Swimming against the tide…Chinese luxe in Europe

While the stampede of western firms to sell to the seemingly insatiable Chinese market continues, a relatively unknown (atleast in Western markets)  Chinese luxury goods manufacturer is trying to forge a market in Europe.  An interesting fact is that Bosideng is not a manufacturer of typical “Chinese luxury” products such as silk or tea but is aiming at creating a global brand that is culture agnostic and appeals to the generic consumer of luxury products. With over 7579 retail stores and a market share of 36% in China, the company now seeks to move up the value chain by selling high quality clothing (with brands like Bengen, Snow flying and Kangbo) that would appeal to all well-heeled customers irrespective of their location (similar to the demographics of consumers like Christian Dior or Hugo Boss – a broadly homogenous well-travelled, mobile and high spending category of the privileged)
Red by Bosideng
Though there are some oriental touches to their fashion line, like the use of red piping on suits for instance, it is far too subtle to be plugged as “oriental”. It would be interesting to see how such a company would plan and execute its supply chain strategy while trying to move up the value chain – would it use abundantly available low cost labour and manufacturing in China? Would procurement be local or global or glocal? What would be the inventory stocking models? Let us look at some initiatives of Bosideng in SCMluxe while it is in the process of opening of its very first store in Europe in London’s trendy South Molten Street:
v  Procurement (or source) for the high end fashion line is from suppliers in Italy, Turkey and Portugal
v  Production (or make) is entirely out of Europe with only 7% being manufactured in China
v  Designers are commissioned from leading western brands such as Nick Holland and Ash Gangotra from the label Pretty Green
v  The main collection is restricted to 50 pieces at a time, so that new products are refreshed in the store on a weekly basis. This calls for a high inventory turnover and low levels of obsolete (out of fashion?) stock. Weekly refreshment of the collection will mean tighter controls over inventory and very short lead times. With manufacturing being local, logistics will be faster and simpler but demand forecasting will need to be very robust. Bosideng will have to err on the side of lower inventories risking stock outs. However in the luxury goods industry, stock outs may be a good for the brand?
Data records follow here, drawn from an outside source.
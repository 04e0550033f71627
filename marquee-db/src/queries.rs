//! Read queries for the facility database.
//!
//! Listing by indexed foreign keys plus the derived read-time views:
//! critical equipment alerts, low stock, maintenance statistics, and the
//! dashboard summary. Threshold checks are applied in memory on fetched
//! rows; only the indexed filters run in SQL.

use marquee_facility::alerts::{
    availability_percent, equipment_needs_attention, is_low_stock, preventive_overdue,
};
use marquee_facility::types::*;
use rusqlite::{params, Connection};

use crate::map::{
    row_to_cinema, row_to_equipment, row_to_event, row_to_history, row_to_impact,
    row_to_inventory, row_to_record, row_to_room, row_to_task, CINEMA_COLS, EQUIPMENT_COLS,
    EVENT_COLS, HISTORY_COLS, IMPACT_COLS, INVENTORY_COLS, RECORD_COLS, ROOM_COLS, TASK_COLS,
};
use crate::operations::OperationError;

fn collect<T>(
    conn: &Connection,
    sql: &str,
    params: impl rusqlite::Params,
    f: impl FnMut(&rusqlite::Row<'_>) -> rusqlite::Result<T>,
) -> Result<Vec<T>, OperationError> {
    let mut stmt = conn.prepare(sql)?;
    let rows = stmt.query_map(params, f)?;
    rows.collect::<Result<Vec<_>, _>>().map_err(Into::into)
}

// ── Cinemas ─────────────────────────────────────────────────────────────────

pub fn list_cinemas(conn: &Connection) -> Result<Vec<Cinema>, OperationError> {
    collect(
        conn,
        &format!("SELECT {CINEMA_COLS} FROM cinemas ORDER BY name"),
        [],
        row_to_cinema,
    )
}

// ── Rooms ───────────────────────────────────────────────────────────────────

pub fn list_rooms(conn: &Connection) -> Result<Vec<Room>, OperationError> {
    collect(
        conn,
        &format!("SELECT {ROOM_COLS} FROM rooms ORDER BY cinema_id, name"),
        [],
        row_to_room,
    )
}

pub fn rooms_for_cinema(conn: &Connection, cinema_id: i64) -> Result<Vec<Room>, OperationError> {
    collect(
        conn,
        &format!("SELECT {ROOM_COLS} FROM rooms WHERE cinema_id = ?1 ORDER BY name"),
        params![cinema_id],
        row_to_room,
    )
}

/// Rooms with any preventive tier past its next-due date.
pub fn rooms_overdue_preventive(
    conn: &Connection,
    now: i64,
) -> Result<Vec<Room>, OperationError> {
    let rooms = list_rooms(conn)?;
    Ok(rooms
        .into_iter()
        .filter(|r| preventive_overdue(r, now))
        .collect())
}

// ── Equipment ───────────────────────────────────────────────────────────────

pub fn equipment_for_room(conn: &Connection, room_id: i64) -> Result<Vec<Equipment>, OperationError> {
    collect(
        conn,
        &format!("SELECT {EQUIPMENT_COLS} FROM equipment WHERE room_id = ?1 ORDER BY name"),
        params![room_id],
        row_to_equipment,
    )
}

pub fn equipment_for_cinema(
    conn: &Connection,
    cinema_id: i64,
) -> Result<Vec<Equipment>, OperationError> {
    collect(
        conn,
        &format!("SELECT {EQUIPMENT_COLS} FROM equipment WHERE cinema_id = ?1 ORDER BY name"),
        params![cinema_id],
        row_to_equipment,
    )
}

/// The critical-alert list: equipment due for service within 30 days, in a
/// non-operational status, or with a worn projection lamp. Optionally
/// scoped to one cinema.
pub fn critical_equipment(
    conn: &Connection,
    cinema_id: Option<i64>,
    now: i64,
) -> Result<Vec<Equipment>, OperationError> {
    let equipment = match cinema_id {
        Some(id) => equipment_for_cinema(conn, id)?,
        None => collect(
            conn,
            &format!("SELECT {EQUIPMENT_COLS} FROM equipment ORDER BY name"),
            [],
            row_to_equipment,
        )?,
    };

    Ok(equipment
        .into_iter()
        .filter(|eq| equipment_needs_attention(eq, now))
        .collect())
}

// ── Inventory ───────────────────────────────────────────────────────────────

pub fn inventory_for_cinema(
    conn: &Connection,
    cinema_id: i64,
) -> Result<Vec<InventoryItem>, OperationError> {
    collect(
        conn,
        &format!("SELECT {INVENTORY_COLS} FROM inventory WHERE cinema_id = ?1 ORDER BY name"),
        params![cinema_id],
        row_to_inventory,
    )
}

/// Items whose quantity has fallen to or below their minimum.
pub fn low_stock_items(
    conn: &Connection,
    cinema_id: i64,
) -> Result<Vec<InventoryItem>, OperationError> {
    let items = inventory_for_cinema(conn, cinema_id)?;
    Ok(items.into_iter().filter(is_low_stock).collect())
}

// ── Tasks ───────────────────────────────────────────────────────────────────

/// Optional refinements for a task listing. Cinema scoping uses the index;
/// the rest filters in memory.
#[derive(Debug, Default, Clone, Copy)]
pub struct TaskFilter {
    pub cinema_id: Option<i64>,
    pub room_id: Option<i64>,
    pub status: Option<TaskStatus>,
    pub priority: Option<TaskPriority>,
}

pub fn list_tasks(conn: &Connection, filter: TaskFilter) -> Result<Vec<Task>, OperationError> {
    let tasks = match filter.cinema_id {
        Some(id) => collect(
            conn,
            &format!("SELECT {TASK_COLS} FROM tasks WHERE cinema_id = ?1 ORDER BY id"),
            params![id],
            row_to_task,
        )?,
        None => collect(
            conn,
            &format!("SELECT {TASK_COLS} FROM tasks ORDER BY id"),
            [],
            row_to_task,
        )?,
    };

    Ok(tasks
        .into_iter()
        .filter(|t| filter.room_id.is_none_or(|r| t.room_id == Some(r)))
        .filter(|t| filter.status.is_none_or(|s| t.status == s))
        .filter(|t| filter.priority.is_none_or(|p| t.priority == p))
        .collect())
}

pub fn tasks_for_room(conn: &Connection, room_id: i64) -> Result<Vec<Task>, OperationError> {
    collect(
        conn,
        &format!("SELECT {TASK_COLS} FROM tasks WHERE room_id = ?1 ORDER BY id"),
        params![room_id],
        row_to_task,
    )
}

// ── Events ──────────────────────────────────────────────────────────────────

pub fn list_events(conn: &Connection) -> Result<Vec<Event>, OperationError> {
    collect(
        conn,
        &format!("SELECT {EVENT_COLS} FROM events ORDER BY start_time"),
        [],
        row_to_event,
    )
}

pub fn events_for_cinema(conn: &Connection, cinema_id: i64) -> Result<Vec<Event>, OperationError> {
    collect(
        conn,
        &format!("SELECT {EVENT_COLS} FROM events WHERE cinema_id = ?1 ORDER BY start_time"),
        params![cinema_id],
        row_to_event,
    )
}

/// Events starting within `[from, to)`.
pub fn events_in_window(
    conn: &Connection,
    from: i64,
    to: i64,
) -> Result<Vec<Event>, OperationError> {
    collect(
        conn,
        &format!(
            "SELECT {EVENT_COLS} FROM events
             WHERE start_time >= ?1 AND start_time < ?2 ORDER BY start_time"
        ),
        params![from, to],
        row_to_event,
    )
}

// ── Maintenance history ─────────────────────────────────────────────────────

pub fn history_for_room(
    conn: &Connection,
    room_id: i64,
) -> Result<Vec<MaintenanceEntry>, OperationError> {
    collect(
        conn,
        &format!(
            "SELECT {HISTORY_COLS} FROM maintenance_history
             WHERE room_id = ?1 ORDER BY date DESC"
        ),
        params![room_id],
        row_to_history,
    )
}

pub fn history_for_cinema(
    conn: &Connection,
    cinema_id: i64,
) -> Result<Vec<MaintenanceEntry>, OperationError> {
    collect(
        conn,
        &format!(
            "SELECT {HISTORY_COLS} FROM maintenance_history
             WHERE cinema_id = ?1 ORDER BY date DESC"
        ),
        params![cinema_id],
        row_to_history,
    )
}

/// Aggregate maintenance counts and cost for a cinema, optionally limited
/// to entries on or after `since`.
#[derive(Debug, Default, PartialEq)]
pub struct MaintenanceStats {
    pub total: i64,
    pub preventive_a: i64,
    pub preventive_b: i64,
    pub preventive_c: i64,
    pub lamp_replacements: i64,
    pub corrective: i64,
    pub total_cost: f64,
}

pub fn maintenance_stats(
    conn: &Connection,
    cinema_id: i64,
    since: Option<i64>,
) -> Result<MaintenanceStats, OperationError> {
    let entries = history_for_cinema(conn, cinema_id)?;

    let mut stats = MaintenanceStats::default();
    for entry in entries
        .iter()
        .filter(|e| since.is_none_or(|cutoff| e.date >= cutoff))
    {
        stats.total += 1;
        match entry.kind {
            MaintenanceKind::PreventiveA => stats.preventive_a += 1,
            MaintenanceKind::PreventiveB => stats.preventive_b += 1,
            MaintenanceKind::PreventiveC => stats.preventive_c += 1,
            MaintenanceKind::LampReplacement => stats.lamp_replacements += 1,
            MaintenanceKind::Corrective => stats.corrective += 1,
            _ => {}
        }
        stats.total_cost += entry.cost.unwrap_or(0.0);
    }

    Ok(stats)
}

// ── Maintenance records ─────────────────────────────────────────────────────

pub fn records_for_room(
    conn: &Connection,
    room_id: i64,
) -> Result<Vec<MaintenanceRecord>, OperationError> {
    collect(
        conn,
        &format!(
            "SELECT {RECORD_COLS} FROM maintenance_records
             WHERE room_id = ?1 ORDER BY start_time DESC"
        ),
        params![room_id],
        row_to_record,
    )
}

pub fn records_for_cinema(
    conn: &Connection,
    cinema_id: i64,
) -> Result<Vec<MaintenanceRecord>, OperationError> {
    collect(
        conn,
        &format!(
            "SELECT {RECORD_COLS} FROM maintenance_records
             WHERE cinema_id = ?1 ORDER BY start_time DESC"
        ),
        params![cinema_id],
        row_to_record,
    )
}

// ── Session impacts ─────────────────────────────────────────────────────────

pub fn impacts_for_cinema(
    conn: &Connection,
    cinema_id: i64,
) -> Result<Vec<SessionImpact>, OperationError> {
    collect(
        conn,
        &format!(
            "SELECT {IMPACT_COLS} FROM session_impacts
             WHERE cinema_id = ?1 ORDER BY date DESC"
        ),
        params![cinema_id],
        row_to_impact,
    )
}

pub fn unresolved_impacts(
    conn: &Connection,
    cinema_id: Option<i64>,
) -> Result<Vec<SessionImpact>, OperationError> {
    match cinema_id {
        Some(id) => collect(
            conn,
            &format!(
                "SELECT {IMPACT_COLS} FROM session_impacts
                 WHERE resolved = 0 AND cinema_id = ?1 ORDER BY date DESC"
            ),
            params![id],
            row_to_impact,
        ),
        None => collect(
            conn,
            &format!(
                "SELECT {IMPACT_COLS} FROM session_impacts
                 WHERE resolved = 0 ORDER BY date DESC"
            ),
            [],
            row_to_impact,
        ),
    }
}

// ── Settings ────────────────────────────────────────────────────────────────

pub fn list_settings(conn: &Connection) -> Result<Vec<Setting>, OperationError> {
    collect(
        conn,
        "SELECT key, value FROM settings ORDER BY key",
        [],
        |row| {
            Ok(Setting {
                key: row.get(0)?,
                value: row.get(1)?,
            })
        },
    )
}

// ── Dashboard ───────────────────────────────────────────────────────────────

/// Counts backing the dashboard view.
#[derive(Debug)]
pub struct FacilityStats {
    pub cinemas: i64,
    pub rooms: i64,
    pub active_rooms: i64,
    /// Active rooms over total rooms, whole percent.
    pub availability: u32,
    pub equipment: i64,
    pub critical_equipment: usize,
    pub open_tasks: i64,
    pub upcoming_events: i64,
    pub unresolved_impacts: i64,
    pub low_stock_items: usize,
}

pub fn facility_stats(conn: &Connection, now: i64) -> Result<FacilityStats, OperationError> {
    let cinemas: i64 = conn.query_row("SELECT COUNT(*) FROM cinemas", [], |r| r.get(0))?;
    let rooms: i64 = conn.query_row("SELECT COUNT(*) FROM rooms", [], |r| r.get(0))?;
    let active_rooms: i64 = conn.query_row(
        "SELECT COUNT(*) FROM rooms WHERE status = 'active'",
        [],
        |r| r.get(0),
    )?;
    let equipment: i64 = conn.query_row("SELECT COUNT(*) FROM equipment", [], |r| r.get(0))?;
    let open_tasks: i64 = conn.query_row(
        "SELECT COUNT(*) FROM tasks WHERE status != 'done'",
        [],
        |r| r.get(0),
    )?;
    let upcoming_events: i64 = conn.query_row(
        "SELECT COUNT(*) FROM events WHERE status = 'scheduled' AND start_time > ?1",
        params![now],
        |r| r.get(0),
    )?;
    let unresolved: i64 = conn.query_row(
        "SELECT COUNT(*) FROM session_impacts WHERE resolved = 0",
        [],
        |r| r.get(0),
    )?;

    let critical = critical_equipment(conn, None, now)?.len();

    let all_inventory = collect(
        conn,
        &format!("SELECT {INVENTORY_COLS} FROM inventory"),
        [],
        row_to_inventory,
    )?;
    let low_stock = all_inventory.iter().filter(|i| is_low_stock(i)).count();

    Ok(FacilityStats {
        cinemas,
        rooms,
        active_rooms,
        availability: availability_percent(active_rooms as usize, rooms as usize),
        equipment,
        critical_equipment: critical,
        open_tasks,
        upcoming_events,
        unresolved_impacts: unresolved,
        low_stock_items: low_stock,
    })
}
South Molten Street, London
v  An all-out splurge on the retail store. With an estimated £6 million ($9 million) spent on its new property on South Molten Street, Bosideng is using a high cost sales channel instead of the cheaper option of using department stores (store in store).  This is because getting premium space for a newcomer is difficult in department stores  along with the problem of limited branding freedom
v  Alternative E-Commerce sales channel to be launched with a dedicated website for Europe. This move is to counter the twin challenges of a standalone retail store – (i) High Cost (ii) Low accessibility. The web sales model helps customers who cannot travel to the retail store locations as well as provide a cheaper option for sales
Obviously the above model of SCMluxe calls for deep pockets and staying power since the return on investments will take time. Will this high cost contra-indicative strategy of wading into a troubled market like Europe while the rest are heading East make profits? Or is it a well thought out strategy to establish a Chinese brand in the luxury market where these high costs may well be thought of as a part of the branding budget? Another interesting thought allied to this will be how the Chinese markets will be serviced with the above SCMluxe strategy? Currently Bosideng claims that for its high end suits, tweed is procured from European suppliers and shipped to China for tailoring before it comes back to Europe for the final finishing touches. Will this work for the Chinese market and will consumers want to purchase a local product at western prices? Bosideng may well provide us with an example of how the great leap East will play out…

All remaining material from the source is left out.